### WORK TO BE COMPLETED
Say how many lines in the records contain "column". The reply must consist of the number alone.

[INFORMATION SHOWN — start]

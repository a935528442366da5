use axum::{
    Extension,
    extract::{Multipart, State},
};
use bytes::Bytes;
use nutrilens_core::domain::food_analysis::{
    entities::AnalysisOutcome, ports::FoodAnalysisService, value_objects::AnalyzeFoodInput,
};
use serde::{Deserialize, Serialize};
use utoipa::ToSchema;

use crate::application::{
    http::{
        food_analysis::validators::AnalyzeFoodImageForm,
        server::{
            api_entities::{
                api_error::{ApiError, ApiErrorResponse},
                response::Response,
            },
            app_state::AppState,
        },
    },
    profile_middleware::ProfileContext,
};

#[derive(Debug, Serialize, Deserialize, ToSchema, PartialEq)]
pub struct AnalyzeFoodResponse {
    pub data: AnalysisOutcome,
}

#[utoipa::path(
    post,
    path = "",
    tag = "food-analysis",
    summary = "Analyze food from image",
    description = "Classifies the dish in the uploaded image, estimates its nutrition for the given portion, checks it against the caller's allergies and, unless `save` is false, stores the annotated image and the record in the history.",
    request_body(content = AnalyzeFoodImageForm, content_type = "multipart/form-data"),
    params(
        ("X-User-Email" = String, Header, description = "Email of a registered profile"),
    ),
    responses(
        (status = 200, body = AnalyzeFoodResponse),
        (status = 400, body = ApiErrorResponse),
        (status = 401, body = ApiErrorResponse),
        (status = 404, body = ApiErrorResponse),
    ),
)]
pub async fn analyze_food_image(
    State(state): State<AppState>,
    Extension(ProfileContext(profile)): Extension<ProfileContext>,
    mut multipart: Multipart,
) -> Result<Response<AnalyzeFoodResponse>, ApiError> {
    let mut image_data: Option<Bytes> = None;
    let mut portion_pct: Option<u32> = None;
    let mut save_to_history = true;

    while let Some(field) = multipart
        .next_field()
        .await
        .map_err(|e| ApiError::BadRequest(format!("Failed to read multipart field: {}", e)))?
    {
        let name = field.name().unwrap_or("").to_string();

        match name.as_str() {
            "image" => {
                let data = field
                    .bytes()
                    .await
                    .map_err(|e| ApiError::BadRequest(format!("Failed to read image: {}", e)))?;
                image_data = Some(data);
            }
            "portion_pct" => {
                let value = field.text().await.map_err(|e| {
                    ApiError::BadRequest(format!("Failed to read portion_pct: {}", e))
                })?;
                portion_pct = Some(value.trim().parse().map_err(|_| {
                    ApiError::BadRequest("portion_pct must be a whole number".to_string())
                })?);
            }
            "save" => {
                let value = field
                    .text()
                    .await
                    .map_err(|e| ApiError::BadRequest(format!("Failed to read save: {}", e)))?;
                save_to_history = value.trim().parse().map_err(|_| {
                    ApiError::BadRequest("save must be true or false".to_string())
                })?;
            }
            _ => {}
        }
    }

    let image_data =
        image_data.ok_or_else(|| ApiError::BadRequest("Missing image field".to_string()))?;
    let portion_pct =
        portion_pct.ok_or_else(|| ApiError::BadRequest("Missing portion_pct field".to_string()))?;

    let outcome = state
        .service
        .analyze_food(AnalyzeFoodInput {
            image_data,
            portion_pct,
            profile,
            save_to_history,
        })
        .await
        .map_err(ApiError::from)?;

    Ok(Response::OK(AnalyzeFoodResponse { data: outcome }))
}
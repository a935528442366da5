use std::collections::BTreeSet;

/// Allergens a user declared, parsed from free text such as
/// `"Nuts, dairy ,, gluten"`.
#[derive(Debug, Clone, Default, PartialEq, Eq)]
pub struct AllergyProfile {
    allergens: BTreeSet<String>,
}

impl AllergyProfile {
    pub fn parse(input: &str) -> Self {
        let allergens = input
            .split(',')
            .map(|token| token.trim().to_lowercase())
            .filter(|token| !token.is_empty())
            .collect();

        Self { allergens }
    }

    pub fn is_empty(&self) -> bool {
        self.allergens.is_empty()
    }

    /// Exact, case-insensitive membership.
    pub fn contains(&self, tag: &str) -> bool {
        self.allergens.contains(&tag.trim().to_lowercase())
    }

    pub fn allergens(&self) -> impl Iterator<Item = &str> {
        self.allergens.iter().map(String::as_str)
    }
}
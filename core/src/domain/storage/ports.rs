use std::future::Future;

use bytes::Bytes;

use crate::domain::common::entities::app_errors::CoreError;

use super::entities::StoredImage;

/// Port for the annotated image storage (local directory or MinIO/S3)
pub trait ImageStore: Send + Sync {
    /// Upload an image under the given object key
    fn put_image(
        &self,
        object_key: &str,
        payload: Bytes,
        content_type: &str,
    ) -> impl Future<Output = Result<StoredImage, CoreError>> + Send;

    /// Delete an image by the reference returned from `put_image`
    fn delete_image(&self, reference: &str) -> impl Future<Output = Result<(), CoreError>> + Send;
}
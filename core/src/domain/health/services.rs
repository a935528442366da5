use crate::domain::{
    classification::ports::DishClassifier,
    common::{entities::app_errors::CoreError, services::Service},
    food_analysis::ports::HistoryRepository,
    health::{entities::ReadinessStatus, ports::HealthCheckService},
};

impl<C, IS, H, P> HealthCheckService for Service<C, IS, H, P>
where
    C: DishClassifier,
    IS: Send + Sync,
    H: HistoryRepository,
    P: Send + Sync,
{
    async fn readiness(&self) -> Result<ReadinessStatus, CoreError> {
        Ok(ReadinessStatus {
            classifier: self.classifier.mode(),
            history_entries: self.history_repository.count().await?,
        })
    }
}
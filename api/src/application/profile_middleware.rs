use axum::{
    extract::{Request, State},
    middleware::Next,
    response::Response,
};
use nutrilens_core::domain::user_profile::{entities::UserProfile, ports::UserProfileService};
use tracing::debug;

use crate::application::http::server::{api_entities::api_error::ApiError, app_state::AppState};

pub const USER_EMAIL_HEADER: &str = "x-user-email";

/// Profile of the caller, stored in request extensions
#[derive(Clone, Debug)]
pub struct ProfileContext(pub UserProfile);

/// Resolves the `X-User-Email` header to a registered profile.
/// Missing header is 401, unknown email is 404.
pub async fn profile_middleware(
    State(state): State<AppState>,
    mut req: Request,
    next: Next,
) -> Result<Response, ApiError> {
    let email = req
        .headers()
        .get(USER_EMAIL_HEADER)
        .and_then(|h| h.to_str().ok())
        .map(str::trim)
        .filter(|email| !email.is_empty())
        .map(str::to_string)
        .ok_or_else(|| ApiError::Unauthorized("Missing X-User-Email header".to_string()))?;

    let profile = state
        .service
        .get_profile(email)
        .await
        .map_err(|e| match ApiError::from(e) {
            ApiError::NotFound(_) => ApiError::NotFound("No profile for this email".to_string()),
            other => other,
        })?;

    debug!(profile_id = %profile.id, "Resolved caller profile");
    req.extensions_mut().insert(ProfileContext(profile));

    Ok(next.run(req).await)
}
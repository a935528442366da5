use std::path::Path;

use ab_glyph::{Font, FontVec, GlyphId, PxScale, ScaleFont, point};
use font8x8::{BASIC_FONTS, UnicodeFonts};
use image::{Rgb, RgbImage};
use tracing::{debug, warn};

use crate::domain::common::OverlayConfig;

/// Top-left corner of the warning text.
pub const WARNING_ANCHOR: (i64, i64) = (10, 10);
pub const WARNING_COLOR: Rgb<u8> = Rgb([255, 0, 0]);

/// Accepted text heights in pixels; other sizes are clamped into this range.
pub const FONT_SIZE_RANGE: std::ops::RangeInclusive<f32> = 6.0..=128.0;
const DEFAULT_FONT_SIZE: f32 = 20.0;

const BITMAP_GLYPH_SIZE: u32 = 8;

fn bounded_font_size(size: f32) -> f32 {
    if size.is_nan() {
        return DEFAULT_FONT_SIZE;
    }
    size.clamp(*FONT_SIZE_RANGE.start(), *FONT_SIZE_RANGE.end())
}

/// Font used for the allergy warning.
pub enum OverlayFont {
    TrueType { font: FontVec, size: f32 },
    /// 8x8 bitmap glyphs scaled up by an integer factor; always available.
    Builtin { scale: u32 },
}

impl OverlayFont {
    /// Loads the preferred font from `config.font_path`, falling back to the
    /// built-in bitmap font when it is missing or unreadable.
    pub fn load(config: &OverlayConfig) -> Self {
        let size = bounded_font_size(config.font_size);
        if size != config.font_size {
            warn!(
                requested = config.font_size,
                size = size,
                "Overlay font size out of range, clamped"
            );
        }

        let Some(path) = config.font_path.as_deref() else {
            return Self::builtin(size);
        };

        match Self::load_truetype(path, size) {
            Ok(font) => {
                debug!(path = %path.display(), "Loaded overlay font");
                font
            }
            Err(reason) => {
                warn!(
                    path = %path.display(),
                    reason = %reason,
                    "Overlay font unavailable, using built-in font"
                );
                Self::builtin(size)
            }
        }
    }

    pub fn builtin(size: f32) -> Self {
        let scale = (bounded_font_size(size) / BITMAP_GLYPH_SIZE as f32).floor().max(1.0) as u32;
        OverlayFont::Builtin { scale }
    }

    pub fn is_builtin(&self) -> bool {
        matches!(self, OverlayFont::Builtin { .. })
    }

    fn load_truetype(path: &Path, size: f32) -> Result<Self, String> {
        let bytes = std::fs::read(path).map_err(|e| e.to_string())?;
        let font = FontVec::try_from_vec(bytes).map_err(|e| e.to_string())?;

        Ok(OverlayFont::TrueType { font, size })
    }
}

pub fn warning_text(matches: &[String]) -> String {
    format!("(!) Allergy: {}", matches.join(", "))
}

/// Writes the allergy warning onto the image. No-op when nothing matched.
pub fn annotate_allergy_warning(image: &mut RgbImage, matches: &[String], font: &OverlayFont) {
    if matches.is_empty() {
        return;
    }

    let text = warning_text(matches);
    match font {
        OverlayFont::TrueType { font, size } => draw_truetype(image, &text, font, *size),
        OverlayFont::Builtin { scale } => draw_bitmap(image, &text, *scale),
    }
}

fn draw_truetype(image: &mut RgbImage, text: &str, font: &FontVec, size: f32) {
    let scaled = font.as_scaled(PxScale::from(size));
    let (origin_x, origin_y) = WARNING_ANCHOR;
    let baseline = origin_y as f32 + scaled.ascent();
    let mut caret = origin_x as f32;
    let mut previous: Option<GlyphId> = None;

    for ch in text.chars() {
        let glyph_id = scaled.glyph_id(ch);
        if let Some(previous) = previous {
            caret += scaled.kern(previous, glyph_id);
        }
        let glyph = glyph_id.with_scale_and_position(scaled.scale(), point(caret, baseline));
        caret += scaled.h_advance(glyph_id);
        previous = Some(glyph_id);

        if let Some(outlined) = font.outline_glyph(glyph) {
            let bounds = outlined.px_bounds();
            outlined.draw(|x, y, coverage| {
                blend_pixel(
                    image,
                    bounds.min.x as i64 + i64::from(x),
                    bounds.min.y as i64 + i64::from(y),
                    coverage,
                );
            });
        }
    }
}

fn draw_bitmap(image: &mut RgbImage, text: &str, scale: u32) {
    let (origin_x, origin_y) = WARNING_ANCHOR;
    let scale = i64::from(scale.max(1));
    let advance = i64::from(BITMAP_GLYPH_SIZE) * scale;

    for (index, ch) in text.chars().enumerate() {
        let glyph = BASIC_FONTS
            .get(ch)
            .or_else(|| BASIC_FONTS.get('?'))
            .unwrap_or([0; 8]);
        let glyph_x = origin_x + index as i64 * advance;
        if glyph_x >= i64::from(image.width()) {
            break;
        }

        for (row, bits) in glyph.iter().enumerate() {
            for column in 0..BITMAP_GLYPH_SIZE {
                if bits & (1 << column) == 0 {
                    continue;
                }
                let x = glyph_x + i64::from(column) * scale;
                let y = origin_y + row as i64 * scale;
                for dy in 0..scale {
                    for dx in 0..scale {
                        blend_pixel(image, x + dx, y + dy, 1.0);
                    }
                }
            }
        }
    }
}

fn blend_pixel(image: &mut RgbImage, x: i64, y: i64, coverage: f32) {
    let (Ok(x), Ok(y)) = (u32::try_from(x), u32::try_from(y)) else {
        return;
    };
    if x >= image.width() || y >= image.height() {
        return;
    }

    let coverage = coverage.clamp(0.0, 1.0);
    let pixel = image.get_pixel_mut(x, y);
    for (channel, target) in pixel.0.iter_mut().zip(WARNING_COLOR.0) {
        let blended = f32::from(*channel) * (1.0 - coverage) + f32::from(target) * coverage;
        *channel = blended.round().clamp(0.0, 255.0) as u8;
    }
}

#[cfg(test)]
mod tests {
    use std::io::Write;

    use super::*;

    fn white(width: u32, height: u32) -> RgbImage {
        RgbImage::from_pixel(width, height, Rgb([255, 255, 255]))
    }

    fn red_pixels(image: &RgbImage) -> usize {
        image.pixels().filter(|p| **p == WARNING_COLOR).count()
    }

    #[test]
    fn warning_lists_matches_in_order() {
        let matches = vec!["gluten".to_string(), "dairy".to_string()];

        assert_eq!(warning_text(&matches), "(!) Allergy: gluten, dairy");
    }

    #[test]
    fn builtin_font_draws_red_text_below_and_right_of_anchor() {
        let mut image = white(400, 60);

        annotate_allergy_warning(&mut image, &["dairy".to_string()], &OverlayFont::builtin(20.0));

        assert!(red_pixels(&image) > 0);
        for (x, y, pixel) in image.enumerate_pixels() {
            if *pixel == WARNING_COLOR {
                assert!(x >= 10 && y >= 10, "red pixel at ({x}, {y})");
            }
        }
    }

    #[test]
    fn no_matches_leaves_image_untouched() {
        let mut image = white(64, 64);
        let original = image.clone();

        annotate_allergy_warning(&mut image, &[], &OverlayFont::builtin(20.0));

        assert_eq!(image, original);
    }

    #[test]
    fn text_is_clipped_on_small_images() {
        let mut image = white(12, 12);

        annotate_allergy_warning(&mut image, &["sugar".to_string()], &OverlayFont::builtin(20.0));

        assert_eq!(image.dimensions(), (12, 12));
    }

    #[test]
    fn missing_font_falls_back_to_builtin() {
        let font = OverlayFont::load(&OverlayConfig {
            font_path: Some("/nonexistent/arial.ttf".into()),
            font_size: 20.0,
        });

        assert!(font.is_builtin());
    }

    #[test]
    fn unparseable_font_falls_back_to_builtin() {
        let mut file = tempfile::NamedTempFile::new().expect("temp file");
        file.write_all(b"not a font").expect("write");

        let font = OverlayFont::load(&OverlayConfig {
            font_path: Some(file.path().to_path_buf()),
            font_size: 20.0,
        });

        assert!(font.is_builtin());
    }

    #[test]
    fn builtin_scale_derives_from_font_size() {
        assert!(matches!(OverlayFont::builtin(20.0), OverlayFont::Builtin { scale: 2 }));
        assert!(matches!(OverlayFont::builtin(4.0), OverlayFont::Builtin { scale: 1 }));
    }

    #[test]
    fn font_size_is_clamped() {
        assert!(matches!(OverlayFont::builtin(1e9), OverlayFont::Builtin { scale: 16 }));
        assert!(matches!(OverlayFont::builtin(f32::NAN), OverlayFont::Builtin { scale: 2 }));
        assert!(matches!(OverlayFont::builtin(-3.0), OverlayFont::Builtin { scale: 1 }));

        let font = OverlayFont::load(&OverlayConfig {
            font_path: Some(fixture_font()),
            font_size: 0.0,
        });
        assert!(matches!(font, OverlayFont::TrueType { size, .. } if size == 6.0));
    }

    fn fixture_font() -> std::path::PathBuf {
        Path::new(env!("CARGO_MANIFEST_DIR")).join("fixtures/DejaVuSansMono.ttf")
    }

    #[test]
    fn truetype_font_draws_red_text_below_and_right_of_anchor() {
        let font = OverlayFont::load(&OverlayConfig {
            font_path: Some(fixture_font()),
            font_size: 20.0,
        });
        assert!(!font.is_builtin());

        let mut image = white(400, 60);
        annotate_allergy_warning(&mut image, &["gluten".to_string()], &font);

        assert!(red_pixels(&image) > 0);
        let (anchor_x, anchor_y) = WARNING_ANCHOR;
        for (x, y, pixel) in image.enumerate_pixels() {
            if *pixel != Rgb([255, 255, 255]) {
                assert!(
                    i64::from(x) >= anchor_x && i64::from(y) >= anchor_y,
                    "touched pixel at ({x}, {y})"
                );
            }
        }
    }
}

[INFORMATION SHOWN — finish]

### RESULT FOR THIS EXERCISE
3